The undrafted free agents are also a good haul of players, with some even having a chance to snag a roster spot come September. With training camp around the corner and the start of the season drawing near, it’s time to examine some of the Bolts position battles heading into the first season under new head coach Brandon Staley.

Los Angeles Chargers Position Battles To Watch

The Chargers roster will look vastly different from the 2020 product that was put on the field under now-Lions offensive coordinator Anthony Lynn. Training camp should be exciting to follow, especially considering the talent the Bolts brought in this free agency and in the draft.

Position Battle #1: Running Back: RB 2 & 3

Let’s start with the obvious- and perhaps the toughest. It’s no surprise that Austin Ekeler is cemented as the starter and very likely an every-down back given his ability to run and catch the ball at a high level. However, after that, it’s a toss-up.

Joshua Kelley, a 2020 draft pick out of UCLA, has been rumored to be a cut candidate. He appeared in 14 games and finished the year with 111 carries for 354 yards and a pair of scores. He was the starter after Ekeler went down with an injury, only to be replaced by Kalen Ballage later on (who dashed to join the Pittsburgh Steelers).

The selection of Kelley in the draft was always a bit of a head-scratcher, and now with the latest draft choice of Larry Rountree III, it seems even more confusing.

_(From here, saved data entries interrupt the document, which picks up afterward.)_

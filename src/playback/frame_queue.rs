use std::sync::Arc;
use std::sync::atomic::{AtomicBool, Ordering};

use parking_lot::{Condvar, Mutex};

use super::frame::Frame;

/// Hard cap on ring capacity.
pub const FRAME_QUEUE_MAX: usize = 16;

pub const VIDEO_PICTURE_QUEUE_SIZE: usize = 3;
pub const SUBPICTURE_QUEUE_SIZE: usize = 16;
pub const SAMPLE_QUEUE_SIZE: usize = 9;

struct RingInner {
    slots: Vec<Option<Frame>>,
    rindex: usize,
    windex: usize,
    size: usize,
    /// 1 once the frame at `rindex` has been shown but kept addressable.
    rindex_shown: usize,
}

/// Bounded ring of decoded frames between one decoder and one consumer.
///
/// With `keep_last`, the most recently shown frame stays addressable as
/// "last" for one extra step, which the presentation scheduler needs to
/// measure the previous frame's real duration.
pub struct FrameQueue {
    inner: Mutex<RingInner>,
    cond: Condvar,
    keep_last: bool,
    max_size: usize,
    /// Shared with the paired packet queue; set on teardown.
    abort: Arc<AtomicBool>,
}

impl FrameQueue {
    pub fn new(max_size: usize, keep_last: bool, abort: Arc<AtomicBool>) -> Self {
        let max_size = max_size.min(FRAME_QUEUE_MAX);
        let mut slots = Vec::with_capacity(max_size);
        slots.resize_with(max_size, || None);
        Self {
            inner: Mutex::new(RingInner {
                slots,
                rindex: 0,
                windex: 0,
                size: 0,
                rindex_shown: 0,
            }),
            cond: Condvar::new(),
            keep_last,
            max_size,
            abort,
        }
    }

    /// Wake every waiter; used together with the abort flag on teardown.
    pub fn signal(&self) {
        let _inner = self.inner.lock();
        self.cond.notify_all();
    }

    /// Block until a slot is free, then commit `frame`. Fails on abort.
    pub fn push(&self, frame: Frame) -> Result<(), ()> {
        let mut inner = self.inner.lock();
        while inner.size >= self.max_size && !self.abort.load(Ordering::Acquire) {
            self.cond.wait(&mut inner);
        }
        if self.abort.load(Ordering::Acquire) {
            return Err(());
        }
        let windex = inner.windex;
        inner.slots[windex] = Some(frame);
        inner.windex = (windex + 1) % self.max_size;
        inner.size += 1;
        self.cond.notify_all();
        Ok(())
    }

    /// The next frame to show, without consuming it.
    pub fn peek(&self) -> Option<Frame> {
        let inner = self.inner.lock();
        if inner.size - inner.rindex_shown == 0 {
            return None;
        }
        inner.slots[(inner.rindex + inner.rindex_shown) % self.max_size].clone()
    }

    /// The frame after [`FrameQueue::peek`].
    pub fn peek_next(&self) -> Option<Frame> {
        let inner = self.inner.lock();
        if inner.size - inner.rindex_shown < 2 {
            return None;
        }
        inner.slots[(inner.rindex + inner.rindex_shown + 1) % self.max_size].clone()
    }

    /// The frame currently on screen. Before anything has been shown this is
    /// the same slot [`FrameQueue::peek`] returns.
    pub fn peek_last(&self) -> Option<Frame> {
        let inner = self.inner.lock();
        if inner.size == 0 && inner.rindex_shown == 0 {
            return None;
        }
        inner.slots[inner.rindex].clone()
    }

    /// Block until a frame is readable. Fails on abort.
    pub fn peek_readable(&self) -> Result<Frame, ()> {
        let mut inner = self.inner.lock();
        while inner.size - inner.rindex_shown == 0 && !self.abort.load(Ordering::Acquire) {
            self.cond.wait(&mut inner);
        }
        if self.abort.load(Ordering::Acquire) {
            return Err(());
        }
        Ok(inner.slots[(inner.rindex + inner.rindex_shown) % self.max_size]
            .clone()
            .expect("readable slot is populated"))
    }

    /// Consume the frame at the read position. The first call on a
    /// `keep_last` queue only marks the frame as shown.
    pub fn next(&self) {
        let mut inner = self.inner.lock();
        if self.keep_last && inner.rindex_shown == 0 {
            inner.rindex_shown = 1;
            return;
        }
        let rindex = inner.rindex;
        inner.slots[rindex] = None;
        inner.rindex = (rindex + 1) % self.max_size;
        inner.size -= 1;
        self.cond.notify_all();
    }

    /// Frames available to the consumer.
    pub fn nb_remaining(&self) -> usize {
        let inner = self.inner.lock();
        inner.size - inner.rindex_shown
    }

    /// Whether a frame has been shown from the current read slot.
    pub fn rindex_shown(&self) -> bool {
        self.inner.lock().rindex_shown == 1
    }

    /// Serials of every frame currently held, shown slot included.
    pub fn serials(&self) -> Vec<i32> {
        let inner = self.inner.lock();
        inner.slots.iter().flatten().map(|f| f.serial).collect()
    }

    /// Byte position of the last shown frame, if it belongs to the current
    /// queue epoch. Drives byte-based seeking.
    pub fn last_pos(&self, queue_serial: i32) -> Option<i64> {
        let inner = self.inner.lock();
        if inner.rindex_shown == 0 {
            return None;
        }
        inner.slots[inner.rindex]
            .as_ref()
            .filter(|f| f.serial == queue_serial)
            .map(|f| f.pos)
    }
}

#[cfg(test)]
mod tests {
    use super::*;
    use crate::media::{AudioData, SubtitleData};
    use std::sync::Arc;
    use std::thread;
    use std::time::Duration;

    fn frame(pts: f64, serial: i32) -> Frame {
        Frame::audio(
            AudioData {
                samples: Arc::new(vec![0.0; 8]),
                channels: 2,
                sample_rate: 48000,
                pts: None,
                pos: -1,
            },
            pts,
            0.1,
            -1,
            serial,
        )
    }

    fn queue(cap: usize, keep_last: bool) -> FrameQueue {
        FrameQueue::new(cap, keep_last, Arc::new(AtomicBool::new(false)))
    }

    #[test]
    fn fifo_order_and_counts() {
        let q = queue(3, false);
        q.push(frame(0.0, 1)).unwrap();
        q.push(frame(1.0, 1)).unwrap();
        assert_eq!(q.nb_remaining(), 2);

        assert_eq!(q.peek().unwrap().pts, 0.0);
        assert_eq!(q.peek_next().unwrap().pts, 1.0);
        q.next();
        assert_eq!(q.peek().unwrap().pts, 1.0);
        q.next();
        assert_eq!(q.nb_remaining(), 0);
    }

    #[test]
    fn keep_last_defers_release_by_one_step() {
        let q = queue(3, true);
        q.push(frame(0.0, 1)).unwrap();
        q.push(frame(1.0, 1)).unwrap();

        // First next() only flips rindex_shown.
        q.next();
        assert!(q.rindex_shown());
        assert_eq!(q.nb_remaining(), 1);
        assert_eq!(q.peek_last().unwrap().pts, 0.0);
        assert_eq!(q.peek().unwrap().pts, 1.0);

        // Second next() releases the shown frame and moves on.
        q.next();
        assert_eq!(q.peek_last().unwrap().pts, 1.0);
        assert_eq!(q.nb_remaining(), 0);
    }

    #[test]
    fn peek_last_before_first_show_aliases_peek() {
        let q = queue(3, true);
        q.push(frame(5.0, 1)).unwrap();
        assert_eq!(q.peek_last().unwrap().pts, q.peek().unwrap().pts);
    }

    #[test]
    fn full_queue_blocks_writer_until_next() {
        let q = Arc::new(queue(2, false));
        q.push(frame(0.0, 1)).unwrap();
        q.push(frame(1.0, 1)).unwrap();

        let q2 = Arc::clone(&q);
        let handle = thread::spawn(move || q2.push(frame(2.0, 1)).is_ok());
        thread::sleep(Duration::from_millis(20));
        q.next();
        assert!(handle.join().unwrap());
        assert_eq!(q.nb_remaining(), 2);
    }

    #[test]
    fn abort_unblocks_writer_with_failure() {
        let abort = Arc::new(AtomicBool::new(false));
        let q = Arc::new(FrameQueue::new(1, false, Arc::clone(&abort)));
        q.push(frame(0.0, 1)).unwrap();

        let q2 = Arc::clone(&q);
        let handle = thread::spawn(move || q2.push(frame(1.0, 1)).is_err());
        thread::sleep(Duration::from_millis(20));
        abort.store(true, Ordering::Release);
        q.signal();
        assert!(handle.join().unwrap());
    }

    #[test]
    fn last_pos_requires_matching_serial() {
        let q = queue(3, true);
        let mut f = frame(0.0, 4);
        f.pos = 1234;
        q.push(f).unwrap();
        q.next();
        assert_eq!(q.last_pos(4), Some(1234));
        assert_eq!(q.last_pos(5), None);
    }

    #[test]
    fn subtitle_windows() {
        let f = Frame::subtitle(
            SubtitleData {
                text: "hi".into(),
                pts: Some(2_000_000),
                start_display_ms: 0,
                end_display_ms: 1500,
            },
            2.0,
            1,
        );
        assert_eq!(f.subtitle_start(), 2.0);
        assert_eq!(f.subtitle_end(), 3.5);
    }
}
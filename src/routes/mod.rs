pub mod carro_routes;
pub mod cliente_routes;
pub mod renta_routes;
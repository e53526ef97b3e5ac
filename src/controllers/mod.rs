//! Controladores del API
//!
//! La capa de negocio entre las rutas y los repositorios. Cada controlador
//! valida la petición, habla con su repositorio y arma la respuesta.

pub mod carro_controller;
pub mod cliente_controller;
pub mod renta_controller;

pub use carro_controller::CarroController;
pub use cliente_controller::ClienteController;
pub use renta_controller::RentaController;
//! Configuración de variables de entorno
//!
//! Este módulo maneja la configuración del entorno y variables de configuración.
//! Todas las variables tienen valores por defecto para poder arrancar sin `.env`.

use std::env;

/// Configuración del entorno
#[derive(Debug, Clone)]
pub struct EnvironmentConfig {
    pub port: u16,
    pub host: String,
    pub database_url: String,
    pub uploads_dir: String,
}

impl Default for EnvironmentConfig {
    fn default() -> Self {
        Self {
            port: env::var("PORT")
                .unwrap_or_else(|_| "3000".to_string())
                .parse()
                .expect("PORT must be a valid number"),
            host: env::var("HOST").unwrap_or_else(|_| "0.0.0.0".to_string()),
            database_url: env::var("DATABASE_URL")
                .unwrap_or_else(|_| "sqlite://rentcar.db".to_string()),
            uploads_dir: env::var("UPLOADS_DIR").unwrap_or_else(|_| "uploads".to_string()),
        }
    }
}

impl EnvironmentConfig {
    /// Obtener la dirección del servidor
    pub fn server_url(&self) -> String {
        format!("{}:{}", self.host, self.port)
    }
}

#[cfg(test)]
mod tests {
    use super::*;

    #[test]
    fn server_url_combina_host_y_puerto() {
        let config = EnvironmentConfig {
            port: 3000,
            host: "127.0.0.1".to_string(),
            database_url: "sqlite://rentcar.db".to_string(),
            uploads_dir: "uploads".to_string(),
        };
        assert_eq!(config.server_url(), "127.0.0.1:3000");
    }
}
use axum::{
    extract::State,
    routing::{get, post},
    Json, Router,
};
use tracing::info;

use crate::controllers::renta_controller::RentaController;
use crate::dto::renta_dto::{CrearRentaRequest, RentaCreadaResponse};
use crate::models::Renta;
use crate::state::AppState;
use crate::utils::errors::AppError;

pub fn create_renta_router() -> Router<AppState> {
    Router::new()
        .route("/", post(create_renta))
        .route("/", get(list_rentas))
}

async fn create_renta(
    State(state): State<AppState>,
    Json(request): Json<CrearRentaRequest>,
) -> Result<Json<RentaCreadaResponse>, AppError> {
    info!("📥 Datos de renta recibidos");

    let controller = RentaController::new(state.pool.clone());
    let response = controller.create(request).await?;
    Ok(Json(response))
}

async fn list_rentas(State(state): State<AppState>) -> Result<Json<Vec<Renta>>, AppError> {
    let controller = RentaController::new(state.pool.clone());
    let rentas = controller.list().await?;
    Ok(Json(rentas))
}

For Kelley it’s simple – he has to prove his worth, if not, he could be sent to the practice squad or be cut altogether in what would be a total loss for the Chargers.

Then there’s incumbent Justin Jackson, a 4th-year player out of Northwestern. The thing with Jackson has always been his health. In fact, his health was the sole reason why he ended up being a 7th round pick in the 2018 draft out of Northwestern. When healthy, he’s electric and dynamic. This play is a perfect example of his rushing ability.

The problem is, he has only played in 29 games across three seasons and hasn’t played in more than nine games since his rookie year. That’s a huge concern, especially given the nonstop rash of injuries the Chargers have had to weather over the past years.

Then comes Larry Rountree III, the 6th round pick out of Missouri. The thing with Rountree is his size, something the Chargers have been missing in their running back position that led to the signing of Ballage last season. Rountree comes in at 5′ 11″ and 211 pounds and is a bruiser.

He had quite the career at Mizzou. Rountree had over 100 carries in all four seasons, eclipsed the 1,000-yard mark in 2018, and scored double-digit touchdowns in two of the four seasons, including a career-high 14 scores in 2020 as he finished just 28 yards short of the 1,000 mark.

Rountree isn’t the best pass-catcher, but he doesn’t need to be. What the Chargers envision him as is a goal-line and short-yardage back, a guy to bring in on 3rd-and-1 and 4th-and-1 and get the first down.

Then again, he can also rattle off huge runs like this one.

It’s safe to say the Chargers drafted Rountree III for a reason, and it seems as if it is his job to lose. There’s a possibility the Chargers keep all four, but Rountree III looks to have the edge to become the backup to Ekeler, which would leave Jackson and Kelley fighting for the final spot.

Regardless, this will be one of the most intriguing position battles to watch as the season comes.

Position Battle #2: Wide Receiver 3 

The Chargers are surprisingly loaded at wide receiver. Keenan Allen and Mike Williams are entrenched as WR1 and 2, barring a trade for Julio Jones. The Bolts found some UDFA gems in Tyron Johnson and Jalen Guyton in 2020, both of whom flashed potential especially as deep play threats.

K.J. Hill and Joe Reed are returners for now, and Reed could very much be a gadget type of player on Joe Lombardi’s offense.

Despite all that, the WR3 position will be one of the closest battles to keep an eye on as Justin Herbert and this offense aim to reach new heights in 2021. 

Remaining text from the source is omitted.